The nine-year-old girl stared back at her, a frown just forming around her blue-grey eyes. Harriet didn’t find it easy looking at her niece; it was too much like looking in a mirror. They had the same pale complexion that tended to freckle across the bridge of the nose, the same cool, wide-set eyes and neat chin (the Swift Chin as it was called), and the same dark brown, almost black hair - the only difference being that Harriet’s was shoulder-length and loose today, and Carrie’s was plaited in a single rope that hung down her back to her waist. At nine years old, as if possessed of some kind of superior X-ray vision, Carrie had already perfected the art of being able to see right through a half-truth. Harriet knew she would have to play it straight with her niece; she was one smart cookie.

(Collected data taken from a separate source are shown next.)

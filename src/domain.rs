use serde::{Deserialize, Serialize};
use std::fmt;

/// Origin tag for a sales record. Attached at load time; the raw CSVs do not
/// carry a region column.
#[derive(Debug, Clone, Copy, PartialEq, Eq, Serialize, Deserialize)]
pub enum Region {
    A,
    B,
}

impl Region {
    pub fn as_str(&self) -> &'static str {
        match self {
            Region::A => "A",
            Region::B => "B",
        }
    }
}

impl fmt::Display for Region {
    fn fmt(&self, f: &mut fmt::Formatter<'_>) -> fmt::Result {
        f.write_str(self.as_str())
    }
}

/// One sales order row with its derived financial columns.
///
/// `total_sales` and `net_sale` start at zero on load and are written exactly
/// once by the transform stage; nothing mutates a record after filtering.
#[derive(Debug, Clone, PartialEq, Serialize, Deserialize)]
pub struct OrderRecord {
    pub order_id: String,
    /// Pass-through column; `None` when the source file omits it.
    pub order_item_id: Option<String>,
    pub quantity_ordered: f64,
    pub item_price: f64,
    pub promotion_discount: f64,
    pub region: Region,
    pub total_sales: f64,
    pub net_sale: f64,
}

/// Ordered collection of records sharing the unified schema.
pub type SalesTable = Vec<OrderRecord>;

‘You always walk too fast,’ Carrie said. ‘It’s not fair to Joel. He can’t keep up; he’s only little.’
Joel, four years old, vulnerably sweet-natured and unbearably anxious, was as dark-eyed as his mother had been. Moreover he was the spitting image of Felicity, with the same mousy hair streaked through with sun-lightened gold. Sometimes, when Harriet’s heart was heavy with the rawness of grief, she couldn’t trust herself to look at him. ‘If he can’t keep up, then we’re going to have to stretch his legs,’ she said matter-of-factly.
The little boy bent his head and peered doubtfully at the crumpled material of his trousers, which were several inches too long. ‘Will I be as tall as Carrie then?’
Harriet eyed him thoughtfully. ‘Maybe.’ She straightened his hair - she must have forgotten to brush it before leaving the house. At what age did they start doing it for themselves? Taking his hand and moving on, trying not to react to the soft warmth of his fingers wrapped in hers, she said, ‘If you really want to be as tall as your sister you should eat more.’ She hoped her voice held the merest hint of a reprimand.
Since their parents’ death neither child had eaten properly and it was driving their grandmother to distraction. ‘They need to eat more,’ Eileen said after every meal, when yet again she was scraping their barely touched plates into the kitchen bin and the children had melted away to their bedrooms. ‘It’s not healthy for them to eat so little.’ Harriet didn’t argue with her. While Eileen was fussing over her grandchildren’s eating habits, it meant she wasn’t quizzing Harriet on hers. She could quite understand why her niece and nephew didn’t want to eat. If they felt anything like she did they’d be scared nothing would stay down.
Harriet doubted there was anyone less suited or more ill-equipped to take care of her sister’s children, but she’d loved Felicity and a promise was a promise. Even if that promise had been made in the sure knowledge that she would never have to keep it. After all, sisters didn’t die, did they? Especially not when they were only thirty-three. Tragedy happened to other families, not to ordinary people like the Swifts.
When her father had telephoned Harriet to break the awful news to her, his voice had been so choked with tears it was scarcely recognisable. Harriet had heard his words all too clearly, but a part of her had refused to take them in. She and Felicity had been talking on the phone earlier that week; Harriet had been trying to encourage her to come and stay in Oxford but Felicity had cried off, saying she was too busy sorting out the house she and Jeff had recently moved into in Newcastle.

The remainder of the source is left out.